── Given data ──
//! File freshness evaluation against expected update cadences.

use std::fs;
use std::io;

use chrono::{DateTime, FixedOffset, TimeDelta, Utc};

use vigil_core::{ComponentFileStatus, FileObservation};

use crate::plan::{FileComponent, FileSpec};

pub const ALERT_FILE_MISSING: &str = "file missing";

/// Evaluate one monitored file at `now`.
///
/// Filesystem failures never propagate: a missing file and an unreadable one
/// both become non-compliant observations carrying an alert.
pub fn evaluate_file(spec: &FileSpec, now: DateTime<FixedOffset>) -> FileObservation {
    let meta = match fs::metadata(&spec.path) {
        Ok(meta) => meta,
        Err(e) if e.kind() == io::ErrorKind::NotFound => {
            return absent(spec, now, ALERT_FILE_MISSING.to_string());
        }
        Err(e) => return absent(spec, now, access_alert(&e)),
    };
    match meta.modified() {
        Ok(mtime) => {
            let last_modified = DateTime::<Utc>::from(mtime).with_timezone(now.offset());
            assess_freshness(spec, last_modified, meta.len(), now)
        }
        Err(e) => absent(spec, now, access_alert(&e)),
    }
}

/// Judge a known modification time against the cadence.
///
/// The file is compliant when `last_modified >= last_expected - grace_period`,
/// where `last_expected` is the most recent trigger at or before `now`.
pub fn assess_freshness(
    spec: &FileSpec,
    last_modified: DateTime<FixedOffset>,
    size: u64,
    now: DateTime<FixedOffset>,
) -> FileObservation {
    let next_expected = next_expected(spec, now);
    let mut observation = FileObservation {
        path: spec.path.display().to_string(),
        role: spec.role,
        cadence_expression: spec.cadence.expression().to_string(),
        last_modified: Some(last_modified),
        size,
        compliant: false,
        next_expected,
        alert: None,
    };

    // Plans are rejected at load when a cadence has no trigger before the load instant.
    let Some(last_expected) = spec.cadence.previous_trigger(&now) else {
        observation.alert = Some(format!(
            "cadence '{}' has no trigger at or before {}",
            spec.cadence.expression(),
            now.to_rfc3339()
        ));
        return observation;
    };

    let Some(deadline) = last_expected.checked_sub_signed(spec.grace_period) else {
        observation.alert = Some(format!(
            "grace period of {}s reaches before the earliest representable time",
            spec.grace_period.num_seconds()
        ));
        return observation;
    };
    observation.compliant = last_modified >= deadline;
    if !observation.compliant {
        let overdue = (now - last_expected).num_seconds();
        observation.alert = Some(format!(
            "file overdue by {overdue}s: last modified {}, expected update at {}, deadline {}",
            last_modified.to_rfc3339(),
            last_expected.to_rfc3339(),
            deadline.to_rfc3339(),
        ));
    }
    observation
}

/// Evaluate every input and output file of one component.
pub fn evaluate_component_files(
    component: &FileComponent,
    now: DateTime<FixedOffset>,
) -> ComponentFileStatus {
    let eval = |specs: &[FileSpec]| -> Vec<FileObservation> {
        specs.iter().map(|s| evaluate_file(s, now)).collect()
    };
    ComponentFileStatus::new(
        component.component_id.clone(),
        eval(&component.input_files),
        eval(&component.output_files),
        now,
    )
}

/// Non-compliant status for a component whose evaluation could not finish.
/// Every configured file carries `alert`.
pub fn degraded_component_files(
    component: &FileComponent,
    now: DateTime<FixedOffset>,
    alert: &str,
) -> ComponentFileStatus {
    let degrade = |specs: &[FileSpec]| -> Vec<FileObservation> {
        specs
            .iter()
            .map(|s| absent(s, now, alert.to_string()))
            .collect()
    };
    ComponentFileStatus::new(
        component.component_id.clone(),
        degrade(&component.input_files),
        degrade(&component.output_files),
        now,
    )
}

fn absent(spec: &FileSpec, now: DateTime<FixedOffset>, alert: String) -> FileObservation {
    FileObservation {
        path: spec.path.display().to_string(),
        role: spec.role,
        cadence_expression: spec.cadence.expression().to_string(),
        last_modified: None,
        size: 0,
        compliant: false,
        next_expected: next_expected(spec, now),
        alert: Some(alert),
    }
}

fn access_alert(e: &io::Error) -> String {
    format!("cannot access file: {e}")
}

fn next_expected(spec: &FileSpec, now: DateTime<FixedOffset>) -> DateTime<FixedOffset> {
    // Plans are rejected at load when a cadence has no upcoming trigger.
    spec.cadence
        .next_trigger(&now)
        .unwrap_or(now + TimeDelta::seconds(1))
}

#[cfg(test)]
mod tests {
    use std::fs::File;
    use std::path::Path;
    use std::time::SystemTime;

    use tempfile::TempDir;

    use vigil_core::FileRole;

    use super::*;
    use crate::cadence::Cadence;

    fn now() -> DateTime<FixedOffset> {
        DateTime::parse_from_rfc3339("2025-01-06T10:07:30+08:00").unwrap()
    }

    fn at(s: &str) -> DateTime<FixedOffset> {
        DateTime::parse_from_rfc3339(s).unwrap()
    }

    fn spec(path: &Path, cron: &str, grace_secs: i64) -> FileSpec {
        FileSpec {
            path: path.to_path_buf(),
            role: FileRole::Input,
            cadence: Cadence::parse(cron).unwrap(),
            grace_period: TimeDelta::seconds(grace_secs),
        }
    }

    fn touch(path: &Path, modified: DateTime<FixedOffset>) {
        let file = File::create(path).unwrap();
        let mtime: SystemTime = modified.with_timezone(&Utc).into();
        file.set_modified(mtime).unwrap();
    }

    #[test]
    fn fresh_file_is_compliant() {
        let dir = TempDir::new().expect("create tempdir");
        let path = dir.path().join("orders.csv");
        touch(&path, at("2025-01-06T10:06:00+08:00"));

        let obs = evaluate_file(&spec(&path, "*/5 * * * *", 60), now());
        assert!(obs.compliant);
        assert_eq!(obs.alert, None);
        assert_eq!(obs.last_modified, Some(at("2025-01-06T10:06:00+08:00")));
        assert_eq!(obs.next_expected, at("2025-01-06T10:10:00+08:00"));
        assert_eq!(obs.size, 0);
    }

    #[test]
    fn stale_file_reports_overdue_details() {
        let dir = TempDir::new().expect("create tempdir");
        let path = dir.path().join("orders.csv");
        std::fs::write(&path, b"id,qty\n").unwrap();
        let file = File::options().write(true).open(&path).unwrap();
        file.set_modified(at("2025-01-06T09:50:00+08:00").with_timezone(&Utc).into())
            .unwrap();

        let obs = evaluate_file(&spec(&path, "*/5 * * * *", 60), now());
        assert!(!obs.compliant);
        assert_eq!(obs.size, 7);
        let alert = obs.alert.unwrap();
        // now - last_expected = 10:07:30 - 10:05:00
        assert!(alert.contains("overdue by 150s"), "{alert}");
        assert!(alert.contains("2025-01-06T09:50:00+08:00"), "{alert}");
        assert!(alert.contains("2025-01-06T10:04:00+08:00"), "{alert}");
    }

    #[test]
    fn missing_file_is_non_compliant() {
        let dir = TempDir::new().expect("create tempdir");
        let obs = evaluate_file(&spec(&dir.path().join("absent.csv"), "*/5 * * * *", 60), now());
        assert!(!obs.compliant);
        assert_eq!(obs.last_modified, None);
        assert_eq!(obs.size, 0);
        assert_eq!(obs.alert.as_deref(), Some(ALERT_FILE_MISSING));
        assert_eq!(obs.next_expected, at("2025-01-06T10:10:00+08:00"));
    }

    #[test]
    fn inaccessible_path_is_recovered() {
        let dir = TempDir::new().expect("create tempdir");
        let blocker = dir.path().join("plain_file");
        std::fs::write(&blocker, b"x").unwrap();
        // A path below a regular file fails with NotADirectory, not NotFound.
        let obs = evaluate_file(&spec(&blocker.join("child.csv"), "*/5 * * * *", 60), now());
        assert!(!obs.compliant);
        assert_eq!(obs.last_modified, None);
        assert!(obs.alert.unwrap().starts_with("cannot access file:"));
    }

    #[test]
    fn deadline_is_inclusive() {
        let s = spec(Path::new("/unused"), "*/5 * * * *", 60);
        let deadline = at("2025-01-06T10:04:00+08:00");

        let on_deadline = assess_freshness(&s, deadline, 1, now());
        assert!(on_deadline.compliant);

        let just_before = assess_freshness(&s, deadline - TimeDelta::nanoseconds(1), 1, now());
        assert!(!just_before.compliant);
    }

    #[test]
    fn grace_period_shifts_deadline_earlier() {
        let s = spec(Path::new("/unused"), "*/5 * * * *", 300);
        // last_expected 10:05, grace 5 min: deadline 10:00
        assert!(assess_freshness(&s, at("2025-01-06T10:00:00+08:00"), 1, now()).compliant);
        assert!(!assess_freshness(&s, at("2025-01-06T09:59:59+08:00"), 1, now()).compliant);
    }

    #[test]
    fn unrepresentable_deadline_is_an_alert() {
        let mut s = spec(Path::new("/unused"), "*/5 * * * *", 0);
        s.grace_period = TimeDelta::seconds(9_000_000_000_000);
        let obs = assess_freshness(&s, now(), 1, now());
        assert!(!obs.compliant);
        assert!(obs.alert.unwrap().contains("grace period"));
    }

    #[test]
    fn trigger_exactly_now_counts_as_last_expected() {
        let s = spec(Path::new("/unused"), "*/5 * * * *", 0);
        let now = at("2025-01-06T10:05:00+08:00");
        assert!(assess_freshness(&s, now, 1, now).compliant);
        let obs = assess_freshness(&s, at("2025-01-06T10:04:59+08:00"), 1, now);
        assert!(!obs.compliant);
        assert_eq!(obs.next_expected, at("2025-01-06T10:10:00+08:00"));
    }

    #[test]
    fn next_expected_is_strictly_after_now() {
        let s = spec(Path::new("/unused"), "*/5 * * * *", 60);
        for t in ["2025-01-06T10:05:00+08:00", "2025-01-06T10:09:59+08:00"] {
            let now = at(t);
            assert!(assess_freshness(&s, now, 0, now).next_expected > now);
        }
    }

    #[test]
    fn five_minute_cadence_with_recent_update_is_compliant() {
        let dir = TempDir::new().expect("create tempdir");
        let path = dir.path().join("market_data.csv");
        let now = at("2025-01-06T10:09:00+08:00");
        touch(&path, now - TimeDelta::seconds(270));

        let obs = evaluate_file(&spec(&path, "*/5 * * * *", 60), now);
        assert!(obs.compliant);
        assert_eq!(obs.alert, None);
        assert!(obs.next_expected >= now + TimeDelta::seconds(30));
        assert!(obs.next_expected <= now + TimeDelta::minutes(5));
    }

    #[test]
    fn repeated_evaluation_is_identical() {
        let dir = TempDir::new().expect("create tempdir");
        let fresh = dir.path().join("fresh.csv");
        touch(&fresh, at("2025-01-06T10:06:00+08:00"));
        let stale = dir.path().join("stale.csv");
        touch(&stale, at("2025-01-06T09:00:00+08:00"));

        for path in [fresh, stale, dir.path().join("absent.csv")] {
            let s = spec(&path, "*/5 * * * *", 60);
            assert_eq!(evaluate_file(&s, now()), evaluate_file(&s, now()));
        }

        let component = FileComponent {
            component_id: "feeder".into(),
            input_files: vec![spec(&dir.path().join("fresh.csv"), "*/5 * * * *", 60)],
            output_files: vec![spec(&dir.path().join("stale.csv"), "*/5 * * * *", 60)],
        };
        assert_eq!(
            evaluate_component_files(&component, now()),
            evaluate_component_files(&component, now())
        );
    }

    #[test]
    fn component_health_is_and_of_files() {
        let dir = TempDir::new().expect("create tempdir");
        let fresh = dir.path().join("fresh.csv");
        touch(&fresh, at("2025-01-06T10:06:00+08:00"));

        let mut output = spec(&dir.path().join("missing.csv"), "*/5 * * * *", 60);
        output.role = FileRole::Output;
        let component = FileComponent {
            component_id: "trade_engine".into(),
            input_files: vec![spec(&fresh, "*/5 * * * *", 60)],
            output_files: vec![output],
        };

        let status = evaluate_component_files(&component, now());
        assert_eq!(status.component_id, "trade_engine");
        assert!(status.input_files[0].compliant);
        assert!(!status.output_files[0].compliant);
        assert_eq!(status.output_files[0].role, FileRole::Output);
        assert!(!status.overall_file_health);
        assert_eq!(status.checked_at, now());
    }

    #[test]
    fn component_without_files_is_healthy() {
        let component = FileComponent {
            component_id: "idle".into(),
            input_files: vec![],
            output_files: vec![],
        };
        assert!(evaluate_component_files(&component, now()).overall_file_health);
    }

    #[test]
    fn degraded_status_marks_every_file() {
        let component = FileComponent {
            component_id: "slow".into(),
            input_files: vec![spec(Path::new("/a"), "*/5 * * * *", 60)],
            output_files: vec![spec(Path::new("/b"), "*/5 * * * *", 60)],
        };
        let status = degraded_component_files(&component, now(), "evaluation timed out");
        assert!(!status.overall_file_health);
        assert!(status
            .observations()
            .all(|o| o.alert.as_deref() == Some("evaluation timed out") && !o.compliant));
    }
}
───
Problem: Give back, verbatim, the lines from the top of the entries above through the line containing "carrying an alert.".

The answer:
//! File freshness evaluation against expected update cadences.

use std::fs;
use std::io;

use chrono::{DateTime, FixedOffset, TimeDelta, Utc};

use vigil_core::{ComponentFileStatus, FileObservation};

use crate::plan::{FileComponent, FileSpec};

pub const ALERT_FILE_MISSING: &str = "file missing";

/// Evaluate one monitored file at `now`.
///
/// Filesystem failures never propagate: a missing file and an unreadable one
/// both become non-compliant observations carrying an alert.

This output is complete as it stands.